== What you will do ==
Work through the entries that follow and state how many lines contain the word "VfsOptions". Only the number is wanted.

** Opening Data in this exercise block **

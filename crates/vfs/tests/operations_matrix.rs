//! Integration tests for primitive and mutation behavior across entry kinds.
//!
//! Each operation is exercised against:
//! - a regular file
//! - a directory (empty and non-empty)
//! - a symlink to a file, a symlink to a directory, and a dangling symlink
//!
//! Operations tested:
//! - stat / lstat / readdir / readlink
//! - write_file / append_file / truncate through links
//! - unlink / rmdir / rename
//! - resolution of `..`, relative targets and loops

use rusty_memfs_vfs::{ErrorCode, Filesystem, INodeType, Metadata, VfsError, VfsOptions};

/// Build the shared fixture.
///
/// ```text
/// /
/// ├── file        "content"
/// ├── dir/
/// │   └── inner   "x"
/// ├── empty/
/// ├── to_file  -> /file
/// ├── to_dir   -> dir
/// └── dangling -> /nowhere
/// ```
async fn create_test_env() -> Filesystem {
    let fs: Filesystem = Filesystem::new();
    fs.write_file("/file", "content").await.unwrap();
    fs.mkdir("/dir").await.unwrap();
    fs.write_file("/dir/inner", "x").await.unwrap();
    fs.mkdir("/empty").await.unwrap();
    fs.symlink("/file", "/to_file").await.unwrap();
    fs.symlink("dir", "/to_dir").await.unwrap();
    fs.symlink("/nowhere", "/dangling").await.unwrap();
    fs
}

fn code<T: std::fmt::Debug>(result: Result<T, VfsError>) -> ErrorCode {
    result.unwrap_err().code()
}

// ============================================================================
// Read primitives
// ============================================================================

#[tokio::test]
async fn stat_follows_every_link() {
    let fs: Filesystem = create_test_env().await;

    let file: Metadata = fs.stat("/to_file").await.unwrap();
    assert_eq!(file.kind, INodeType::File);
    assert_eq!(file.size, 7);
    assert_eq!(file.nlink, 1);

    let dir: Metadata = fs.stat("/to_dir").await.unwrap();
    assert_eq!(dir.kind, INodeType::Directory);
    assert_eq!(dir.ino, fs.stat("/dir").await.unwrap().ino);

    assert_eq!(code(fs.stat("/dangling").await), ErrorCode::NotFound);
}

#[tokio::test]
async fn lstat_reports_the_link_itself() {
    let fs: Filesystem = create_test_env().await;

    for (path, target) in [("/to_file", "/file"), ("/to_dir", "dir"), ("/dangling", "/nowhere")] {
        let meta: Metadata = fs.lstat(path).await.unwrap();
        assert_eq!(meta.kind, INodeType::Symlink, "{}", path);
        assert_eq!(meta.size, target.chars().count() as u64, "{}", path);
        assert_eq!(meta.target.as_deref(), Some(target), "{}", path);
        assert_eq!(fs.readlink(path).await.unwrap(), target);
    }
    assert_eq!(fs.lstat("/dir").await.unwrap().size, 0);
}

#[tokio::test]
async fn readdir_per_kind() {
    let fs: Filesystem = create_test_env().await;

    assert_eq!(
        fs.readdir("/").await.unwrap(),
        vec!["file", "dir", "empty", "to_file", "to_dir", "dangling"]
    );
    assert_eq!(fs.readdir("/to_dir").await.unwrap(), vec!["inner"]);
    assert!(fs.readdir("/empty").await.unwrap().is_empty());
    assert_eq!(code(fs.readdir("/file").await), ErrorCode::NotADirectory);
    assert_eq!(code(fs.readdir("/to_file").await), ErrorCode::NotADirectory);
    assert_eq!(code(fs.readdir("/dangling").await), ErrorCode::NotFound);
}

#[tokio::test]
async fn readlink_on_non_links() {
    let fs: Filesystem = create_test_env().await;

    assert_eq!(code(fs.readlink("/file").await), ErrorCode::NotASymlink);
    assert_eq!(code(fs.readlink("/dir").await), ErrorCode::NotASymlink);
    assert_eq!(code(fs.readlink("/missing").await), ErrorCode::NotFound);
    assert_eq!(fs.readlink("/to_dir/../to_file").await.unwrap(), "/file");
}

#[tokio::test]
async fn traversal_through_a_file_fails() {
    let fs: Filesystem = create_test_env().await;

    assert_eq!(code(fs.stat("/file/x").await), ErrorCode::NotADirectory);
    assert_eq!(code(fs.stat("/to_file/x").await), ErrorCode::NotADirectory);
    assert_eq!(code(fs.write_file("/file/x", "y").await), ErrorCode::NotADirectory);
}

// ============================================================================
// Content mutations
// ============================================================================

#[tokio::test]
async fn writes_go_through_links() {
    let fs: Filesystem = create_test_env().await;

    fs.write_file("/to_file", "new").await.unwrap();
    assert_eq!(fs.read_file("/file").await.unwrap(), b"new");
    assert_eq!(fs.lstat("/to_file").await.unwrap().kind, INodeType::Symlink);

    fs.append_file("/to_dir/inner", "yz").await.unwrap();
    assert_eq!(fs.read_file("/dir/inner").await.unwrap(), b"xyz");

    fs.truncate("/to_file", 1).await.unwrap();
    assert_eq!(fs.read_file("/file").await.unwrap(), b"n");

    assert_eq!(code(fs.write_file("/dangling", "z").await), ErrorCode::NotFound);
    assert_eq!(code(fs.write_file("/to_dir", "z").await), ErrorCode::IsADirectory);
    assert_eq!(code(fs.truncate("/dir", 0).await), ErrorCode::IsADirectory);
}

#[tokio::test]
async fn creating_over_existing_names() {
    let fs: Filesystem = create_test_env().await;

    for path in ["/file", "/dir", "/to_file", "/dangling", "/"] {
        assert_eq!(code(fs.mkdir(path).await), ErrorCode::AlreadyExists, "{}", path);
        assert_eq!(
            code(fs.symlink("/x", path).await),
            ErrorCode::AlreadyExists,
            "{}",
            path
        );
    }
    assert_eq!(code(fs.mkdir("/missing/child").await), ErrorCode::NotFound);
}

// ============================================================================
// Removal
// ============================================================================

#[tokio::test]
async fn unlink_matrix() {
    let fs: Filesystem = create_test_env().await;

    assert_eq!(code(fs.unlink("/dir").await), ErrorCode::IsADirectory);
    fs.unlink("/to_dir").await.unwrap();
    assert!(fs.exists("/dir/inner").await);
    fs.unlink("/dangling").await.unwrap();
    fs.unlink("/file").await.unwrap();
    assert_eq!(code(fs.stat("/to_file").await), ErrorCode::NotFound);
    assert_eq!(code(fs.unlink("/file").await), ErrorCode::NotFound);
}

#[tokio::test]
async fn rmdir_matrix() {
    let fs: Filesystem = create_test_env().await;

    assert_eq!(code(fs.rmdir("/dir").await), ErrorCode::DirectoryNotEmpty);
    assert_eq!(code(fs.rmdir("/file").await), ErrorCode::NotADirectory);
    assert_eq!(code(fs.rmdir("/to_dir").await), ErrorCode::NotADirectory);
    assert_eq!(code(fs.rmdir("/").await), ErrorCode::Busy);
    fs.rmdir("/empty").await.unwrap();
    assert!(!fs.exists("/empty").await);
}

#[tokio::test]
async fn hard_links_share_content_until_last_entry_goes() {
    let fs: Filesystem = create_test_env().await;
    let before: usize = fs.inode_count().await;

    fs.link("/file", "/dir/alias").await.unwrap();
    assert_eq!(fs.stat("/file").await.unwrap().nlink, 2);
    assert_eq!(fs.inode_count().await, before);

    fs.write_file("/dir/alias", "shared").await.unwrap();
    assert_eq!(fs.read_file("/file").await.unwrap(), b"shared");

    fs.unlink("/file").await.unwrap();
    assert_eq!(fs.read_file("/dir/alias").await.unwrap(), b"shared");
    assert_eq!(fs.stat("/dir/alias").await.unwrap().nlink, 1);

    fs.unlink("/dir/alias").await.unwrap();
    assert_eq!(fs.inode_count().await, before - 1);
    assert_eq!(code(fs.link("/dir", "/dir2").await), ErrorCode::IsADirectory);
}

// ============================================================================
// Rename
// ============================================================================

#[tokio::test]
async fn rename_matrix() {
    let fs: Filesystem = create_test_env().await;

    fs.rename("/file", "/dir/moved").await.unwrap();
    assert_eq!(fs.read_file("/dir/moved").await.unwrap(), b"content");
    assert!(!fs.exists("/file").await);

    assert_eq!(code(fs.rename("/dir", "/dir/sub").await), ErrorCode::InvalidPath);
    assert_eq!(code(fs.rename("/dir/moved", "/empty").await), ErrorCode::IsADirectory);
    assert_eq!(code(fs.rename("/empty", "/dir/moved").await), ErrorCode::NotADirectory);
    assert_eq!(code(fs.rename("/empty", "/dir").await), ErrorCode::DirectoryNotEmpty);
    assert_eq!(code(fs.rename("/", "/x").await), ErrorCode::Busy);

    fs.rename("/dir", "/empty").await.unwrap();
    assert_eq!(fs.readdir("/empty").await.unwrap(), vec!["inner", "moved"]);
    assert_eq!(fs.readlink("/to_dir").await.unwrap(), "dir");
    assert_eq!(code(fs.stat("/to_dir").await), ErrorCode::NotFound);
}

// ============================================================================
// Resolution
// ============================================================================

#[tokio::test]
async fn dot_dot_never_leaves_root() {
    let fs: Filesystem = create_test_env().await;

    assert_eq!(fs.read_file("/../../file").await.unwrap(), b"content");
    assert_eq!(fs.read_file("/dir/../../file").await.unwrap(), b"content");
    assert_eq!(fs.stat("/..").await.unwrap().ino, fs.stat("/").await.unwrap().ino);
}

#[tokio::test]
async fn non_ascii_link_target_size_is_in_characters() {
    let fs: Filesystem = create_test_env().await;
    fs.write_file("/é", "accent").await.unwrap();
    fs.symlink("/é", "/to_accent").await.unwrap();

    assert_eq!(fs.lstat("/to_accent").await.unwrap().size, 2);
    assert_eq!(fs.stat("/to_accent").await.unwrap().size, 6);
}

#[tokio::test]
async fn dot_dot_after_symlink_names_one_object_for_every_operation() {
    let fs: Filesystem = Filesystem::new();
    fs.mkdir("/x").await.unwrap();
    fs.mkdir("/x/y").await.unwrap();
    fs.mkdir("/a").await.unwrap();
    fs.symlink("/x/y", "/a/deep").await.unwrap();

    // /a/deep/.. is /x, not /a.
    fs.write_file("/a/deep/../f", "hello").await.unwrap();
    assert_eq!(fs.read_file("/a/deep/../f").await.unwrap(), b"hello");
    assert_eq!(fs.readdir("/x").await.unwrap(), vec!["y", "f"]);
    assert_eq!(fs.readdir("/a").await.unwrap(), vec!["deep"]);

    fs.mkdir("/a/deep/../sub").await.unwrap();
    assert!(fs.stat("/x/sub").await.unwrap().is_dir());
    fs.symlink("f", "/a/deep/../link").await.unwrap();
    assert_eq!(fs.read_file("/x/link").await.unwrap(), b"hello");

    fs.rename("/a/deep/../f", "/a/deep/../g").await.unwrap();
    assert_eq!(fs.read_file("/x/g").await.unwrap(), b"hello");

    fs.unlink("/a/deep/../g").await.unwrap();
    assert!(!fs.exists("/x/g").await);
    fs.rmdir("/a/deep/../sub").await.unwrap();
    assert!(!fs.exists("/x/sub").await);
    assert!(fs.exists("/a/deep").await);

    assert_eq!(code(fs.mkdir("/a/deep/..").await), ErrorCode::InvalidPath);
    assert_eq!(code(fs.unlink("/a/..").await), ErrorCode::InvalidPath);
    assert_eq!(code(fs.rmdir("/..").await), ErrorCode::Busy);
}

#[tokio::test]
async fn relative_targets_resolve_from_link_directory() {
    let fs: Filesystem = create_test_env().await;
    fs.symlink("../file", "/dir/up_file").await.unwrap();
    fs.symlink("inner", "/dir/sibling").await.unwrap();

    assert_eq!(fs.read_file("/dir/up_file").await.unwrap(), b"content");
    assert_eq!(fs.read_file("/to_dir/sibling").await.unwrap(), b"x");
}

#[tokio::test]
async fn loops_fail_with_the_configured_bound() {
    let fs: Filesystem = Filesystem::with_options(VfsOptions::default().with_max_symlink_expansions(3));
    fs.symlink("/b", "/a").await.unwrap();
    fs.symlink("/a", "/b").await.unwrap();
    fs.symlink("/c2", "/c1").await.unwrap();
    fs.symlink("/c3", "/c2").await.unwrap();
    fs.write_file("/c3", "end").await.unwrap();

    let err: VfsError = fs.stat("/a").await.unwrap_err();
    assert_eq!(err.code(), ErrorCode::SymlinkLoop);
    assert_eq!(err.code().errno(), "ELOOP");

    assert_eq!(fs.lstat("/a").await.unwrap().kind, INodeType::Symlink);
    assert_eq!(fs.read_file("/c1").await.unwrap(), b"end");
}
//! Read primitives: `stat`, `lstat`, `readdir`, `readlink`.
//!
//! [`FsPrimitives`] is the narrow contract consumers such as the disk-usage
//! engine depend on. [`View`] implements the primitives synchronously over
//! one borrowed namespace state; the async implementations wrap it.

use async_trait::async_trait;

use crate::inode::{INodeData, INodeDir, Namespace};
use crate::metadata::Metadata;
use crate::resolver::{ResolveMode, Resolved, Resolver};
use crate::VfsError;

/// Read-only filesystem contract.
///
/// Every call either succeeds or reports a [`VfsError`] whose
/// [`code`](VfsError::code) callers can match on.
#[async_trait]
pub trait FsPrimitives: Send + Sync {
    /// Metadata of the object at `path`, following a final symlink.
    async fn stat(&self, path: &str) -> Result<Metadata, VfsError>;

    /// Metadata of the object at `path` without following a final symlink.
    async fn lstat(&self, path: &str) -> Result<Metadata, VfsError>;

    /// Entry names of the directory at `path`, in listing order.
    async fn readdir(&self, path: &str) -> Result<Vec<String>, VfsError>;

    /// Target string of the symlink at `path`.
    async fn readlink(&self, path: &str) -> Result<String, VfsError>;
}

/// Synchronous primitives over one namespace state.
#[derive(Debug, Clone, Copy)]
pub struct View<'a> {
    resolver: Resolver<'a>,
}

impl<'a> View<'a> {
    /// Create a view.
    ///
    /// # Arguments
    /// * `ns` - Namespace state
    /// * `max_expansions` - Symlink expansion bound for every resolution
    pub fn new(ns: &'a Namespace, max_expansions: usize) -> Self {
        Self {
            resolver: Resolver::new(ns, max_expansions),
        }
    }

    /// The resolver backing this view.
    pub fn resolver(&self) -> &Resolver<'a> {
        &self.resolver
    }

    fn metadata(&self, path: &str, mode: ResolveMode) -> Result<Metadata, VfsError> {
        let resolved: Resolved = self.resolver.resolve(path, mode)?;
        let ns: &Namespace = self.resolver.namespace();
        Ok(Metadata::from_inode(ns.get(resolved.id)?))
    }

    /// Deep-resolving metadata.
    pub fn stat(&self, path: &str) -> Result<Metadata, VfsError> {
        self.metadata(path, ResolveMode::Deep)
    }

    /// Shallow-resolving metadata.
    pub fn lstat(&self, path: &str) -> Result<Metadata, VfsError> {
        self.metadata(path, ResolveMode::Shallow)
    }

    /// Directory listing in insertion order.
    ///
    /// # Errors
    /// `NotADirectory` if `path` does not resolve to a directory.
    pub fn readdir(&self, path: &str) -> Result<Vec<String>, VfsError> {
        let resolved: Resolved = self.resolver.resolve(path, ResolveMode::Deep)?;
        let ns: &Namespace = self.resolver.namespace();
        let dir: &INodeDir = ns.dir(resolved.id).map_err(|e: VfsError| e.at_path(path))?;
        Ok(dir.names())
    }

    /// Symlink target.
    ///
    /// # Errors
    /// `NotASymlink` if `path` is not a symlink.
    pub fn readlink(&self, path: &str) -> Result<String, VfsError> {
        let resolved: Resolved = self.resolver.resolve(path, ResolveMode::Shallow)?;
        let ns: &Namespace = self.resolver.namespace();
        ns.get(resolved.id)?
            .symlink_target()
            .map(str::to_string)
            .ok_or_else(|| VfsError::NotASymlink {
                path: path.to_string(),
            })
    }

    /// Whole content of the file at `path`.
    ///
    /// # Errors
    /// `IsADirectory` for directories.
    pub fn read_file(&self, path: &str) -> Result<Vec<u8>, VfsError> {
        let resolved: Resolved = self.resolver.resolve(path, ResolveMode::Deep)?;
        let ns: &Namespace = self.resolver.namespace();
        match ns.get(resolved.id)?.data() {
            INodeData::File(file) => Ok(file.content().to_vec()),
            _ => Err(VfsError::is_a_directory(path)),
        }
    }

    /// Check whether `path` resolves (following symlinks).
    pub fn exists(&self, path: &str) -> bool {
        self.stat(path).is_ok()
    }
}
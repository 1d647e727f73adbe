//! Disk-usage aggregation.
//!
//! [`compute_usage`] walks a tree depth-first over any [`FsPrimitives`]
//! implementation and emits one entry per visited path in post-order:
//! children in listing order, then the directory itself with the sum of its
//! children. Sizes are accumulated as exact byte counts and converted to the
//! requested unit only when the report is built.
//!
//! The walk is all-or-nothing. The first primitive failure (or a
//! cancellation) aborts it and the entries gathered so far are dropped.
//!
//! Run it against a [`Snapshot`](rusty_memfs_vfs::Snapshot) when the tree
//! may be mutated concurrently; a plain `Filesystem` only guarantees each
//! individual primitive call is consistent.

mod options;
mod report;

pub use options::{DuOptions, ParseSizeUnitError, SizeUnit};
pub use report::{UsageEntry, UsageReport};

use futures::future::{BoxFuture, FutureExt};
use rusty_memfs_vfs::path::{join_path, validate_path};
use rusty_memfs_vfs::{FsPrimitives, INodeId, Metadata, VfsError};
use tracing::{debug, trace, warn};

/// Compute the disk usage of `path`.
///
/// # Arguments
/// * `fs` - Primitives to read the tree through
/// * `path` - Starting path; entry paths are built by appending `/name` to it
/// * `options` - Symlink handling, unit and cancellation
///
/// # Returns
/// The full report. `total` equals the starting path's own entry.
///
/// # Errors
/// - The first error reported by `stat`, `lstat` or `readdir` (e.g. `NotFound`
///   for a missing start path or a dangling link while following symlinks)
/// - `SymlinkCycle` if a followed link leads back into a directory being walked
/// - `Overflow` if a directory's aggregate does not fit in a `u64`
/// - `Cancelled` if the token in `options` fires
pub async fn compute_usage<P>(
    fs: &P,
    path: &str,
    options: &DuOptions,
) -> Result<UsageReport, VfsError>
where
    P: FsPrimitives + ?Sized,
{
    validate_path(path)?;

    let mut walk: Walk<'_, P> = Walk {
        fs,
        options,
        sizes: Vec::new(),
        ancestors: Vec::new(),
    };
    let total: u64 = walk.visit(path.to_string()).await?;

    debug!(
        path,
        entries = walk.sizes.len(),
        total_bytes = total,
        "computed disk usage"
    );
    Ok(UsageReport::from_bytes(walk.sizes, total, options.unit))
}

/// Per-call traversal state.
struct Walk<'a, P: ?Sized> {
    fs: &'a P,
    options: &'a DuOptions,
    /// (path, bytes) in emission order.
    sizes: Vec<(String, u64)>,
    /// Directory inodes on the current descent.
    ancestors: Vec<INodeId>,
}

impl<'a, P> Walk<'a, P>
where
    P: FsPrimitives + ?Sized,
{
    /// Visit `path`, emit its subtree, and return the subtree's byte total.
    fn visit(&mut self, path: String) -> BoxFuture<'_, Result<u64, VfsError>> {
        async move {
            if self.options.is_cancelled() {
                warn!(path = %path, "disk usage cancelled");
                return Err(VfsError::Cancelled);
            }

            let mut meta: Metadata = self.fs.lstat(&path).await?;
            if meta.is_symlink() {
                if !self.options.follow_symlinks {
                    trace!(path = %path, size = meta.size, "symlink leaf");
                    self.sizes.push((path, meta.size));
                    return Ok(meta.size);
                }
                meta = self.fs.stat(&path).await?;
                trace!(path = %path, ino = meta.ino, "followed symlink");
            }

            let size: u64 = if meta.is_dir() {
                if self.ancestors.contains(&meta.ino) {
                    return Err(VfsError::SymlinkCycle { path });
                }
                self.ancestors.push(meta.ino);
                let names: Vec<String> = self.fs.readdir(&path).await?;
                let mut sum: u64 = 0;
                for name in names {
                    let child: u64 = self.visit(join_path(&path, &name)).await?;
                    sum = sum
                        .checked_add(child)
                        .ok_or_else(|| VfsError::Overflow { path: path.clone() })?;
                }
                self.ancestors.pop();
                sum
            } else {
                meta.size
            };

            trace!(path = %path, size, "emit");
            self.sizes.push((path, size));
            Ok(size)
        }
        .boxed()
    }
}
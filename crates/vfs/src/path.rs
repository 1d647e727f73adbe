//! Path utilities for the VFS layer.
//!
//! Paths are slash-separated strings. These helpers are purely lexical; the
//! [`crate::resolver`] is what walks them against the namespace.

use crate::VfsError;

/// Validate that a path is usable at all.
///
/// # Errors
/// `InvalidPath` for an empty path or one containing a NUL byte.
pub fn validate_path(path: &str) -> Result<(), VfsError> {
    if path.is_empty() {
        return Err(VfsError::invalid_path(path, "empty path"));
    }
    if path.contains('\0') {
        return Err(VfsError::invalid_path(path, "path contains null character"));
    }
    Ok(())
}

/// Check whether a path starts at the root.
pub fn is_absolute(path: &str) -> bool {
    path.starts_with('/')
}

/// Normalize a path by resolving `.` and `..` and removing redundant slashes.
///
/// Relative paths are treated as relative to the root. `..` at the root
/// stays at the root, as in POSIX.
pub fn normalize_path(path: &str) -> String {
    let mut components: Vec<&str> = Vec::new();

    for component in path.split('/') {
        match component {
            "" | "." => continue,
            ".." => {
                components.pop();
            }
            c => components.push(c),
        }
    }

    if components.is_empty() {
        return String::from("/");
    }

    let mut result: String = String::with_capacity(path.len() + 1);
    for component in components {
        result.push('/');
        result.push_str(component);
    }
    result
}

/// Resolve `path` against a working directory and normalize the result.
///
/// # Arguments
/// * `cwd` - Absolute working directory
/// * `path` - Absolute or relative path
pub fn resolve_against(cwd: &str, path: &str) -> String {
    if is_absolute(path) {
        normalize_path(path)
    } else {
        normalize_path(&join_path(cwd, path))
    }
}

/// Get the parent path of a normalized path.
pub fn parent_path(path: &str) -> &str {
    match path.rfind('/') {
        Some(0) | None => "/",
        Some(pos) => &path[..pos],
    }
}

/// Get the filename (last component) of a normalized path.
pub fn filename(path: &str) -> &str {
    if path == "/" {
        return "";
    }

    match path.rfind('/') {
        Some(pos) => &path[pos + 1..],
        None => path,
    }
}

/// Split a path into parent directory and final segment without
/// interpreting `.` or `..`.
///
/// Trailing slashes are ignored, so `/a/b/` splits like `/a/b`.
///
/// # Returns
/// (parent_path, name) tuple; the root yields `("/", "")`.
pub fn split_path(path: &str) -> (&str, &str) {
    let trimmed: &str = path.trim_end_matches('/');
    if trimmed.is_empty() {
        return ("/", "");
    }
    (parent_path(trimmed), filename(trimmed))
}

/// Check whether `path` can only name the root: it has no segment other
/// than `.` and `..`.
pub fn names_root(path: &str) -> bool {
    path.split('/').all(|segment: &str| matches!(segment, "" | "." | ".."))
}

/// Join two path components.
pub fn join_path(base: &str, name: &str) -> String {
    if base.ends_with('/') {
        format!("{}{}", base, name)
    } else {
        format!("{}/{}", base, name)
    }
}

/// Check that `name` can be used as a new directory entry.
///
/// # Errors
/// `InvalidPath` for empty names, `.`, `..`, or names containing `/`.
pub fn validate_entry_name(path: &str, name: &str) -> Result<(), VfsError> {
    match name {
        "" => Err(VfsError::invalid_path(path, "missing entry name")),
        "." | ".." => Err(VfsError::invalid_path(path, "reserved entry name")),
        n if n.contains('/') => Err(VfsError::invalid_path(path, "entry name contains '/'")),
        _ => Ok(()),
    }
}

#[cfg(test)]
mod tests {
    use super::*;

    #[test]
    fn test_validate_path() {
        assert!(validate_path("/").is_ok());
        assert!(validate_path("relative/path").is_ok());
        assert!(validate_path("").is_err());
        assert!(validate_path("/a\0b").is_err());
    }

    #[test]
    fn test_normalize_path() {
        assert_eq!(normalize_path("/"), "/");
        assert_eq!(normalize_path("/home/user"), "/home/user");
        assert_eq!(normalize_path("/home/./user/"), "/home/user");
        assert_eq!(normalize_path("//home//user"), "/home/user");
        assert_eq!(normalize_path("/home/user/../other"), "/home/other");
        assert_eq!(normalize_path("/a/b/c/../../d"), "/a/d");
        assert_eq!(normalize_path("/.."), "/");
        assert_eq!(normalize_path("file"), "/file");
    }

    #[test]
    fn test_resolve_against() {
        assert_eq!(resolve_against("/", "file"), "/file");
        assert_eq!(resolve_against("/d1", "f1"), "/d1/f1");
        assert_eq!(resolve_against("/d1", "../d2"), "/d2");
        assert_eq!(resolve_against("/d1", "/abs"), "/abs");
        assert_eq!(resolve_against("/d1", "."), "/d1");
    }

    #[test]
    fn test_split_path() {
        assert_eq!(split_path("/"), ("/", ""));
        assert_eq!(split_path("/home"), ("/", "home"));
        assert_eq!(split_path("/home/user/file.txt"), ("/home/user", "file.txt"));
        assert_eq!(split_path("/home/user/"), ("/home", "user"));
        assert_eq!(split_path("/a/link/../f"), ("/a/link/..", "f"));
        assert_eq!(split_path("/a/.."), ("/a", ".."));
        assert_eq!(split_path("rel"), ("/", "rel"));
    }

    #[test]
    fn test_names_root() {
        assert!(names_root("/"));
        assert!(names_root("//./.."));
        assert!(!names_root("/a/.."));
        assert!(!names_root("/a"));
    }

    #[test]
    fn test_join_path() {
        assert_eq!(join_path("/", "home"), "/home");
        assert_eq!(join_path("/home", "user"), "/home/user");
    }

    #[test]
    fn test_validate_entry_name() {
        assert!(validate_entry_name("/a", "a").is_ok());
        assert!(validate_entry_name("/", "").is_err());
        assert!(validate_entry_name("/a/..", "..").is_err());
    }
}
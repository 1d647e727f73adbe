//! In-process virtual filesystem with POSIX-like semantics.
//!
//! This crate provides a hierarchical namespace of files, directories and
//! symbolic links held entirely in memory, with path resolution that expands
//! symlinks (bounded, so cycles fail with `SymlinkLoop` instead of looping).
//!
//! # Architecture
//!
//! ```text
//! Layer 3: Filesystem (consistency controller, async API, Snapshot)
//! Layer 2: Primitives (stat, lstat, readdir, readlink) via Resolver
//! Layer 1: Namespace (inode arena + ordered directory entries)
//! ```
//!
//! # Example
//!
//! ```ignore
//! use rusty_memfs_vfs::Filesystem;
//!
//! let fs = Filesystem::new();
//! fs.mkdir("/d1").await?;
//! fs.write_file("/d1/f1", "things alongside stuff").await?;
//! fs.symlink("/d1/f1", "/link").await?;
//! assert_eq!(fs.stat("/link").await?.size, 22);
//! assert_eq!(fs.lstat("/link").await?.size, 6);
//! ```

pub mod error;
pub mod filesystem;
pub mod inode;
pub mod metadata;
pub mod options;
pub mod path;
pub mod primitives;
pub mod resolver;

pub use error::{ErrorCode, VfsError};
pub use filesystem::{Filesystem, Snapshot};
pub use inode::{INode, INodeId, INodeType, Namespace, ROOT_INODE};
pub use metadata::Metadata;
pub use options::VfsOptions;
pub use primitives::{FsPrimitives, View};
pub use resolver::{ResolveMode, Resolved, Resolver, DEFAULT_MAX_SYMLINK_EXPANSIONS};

** Closing Data in this exercise block **

== Worked solution ==
3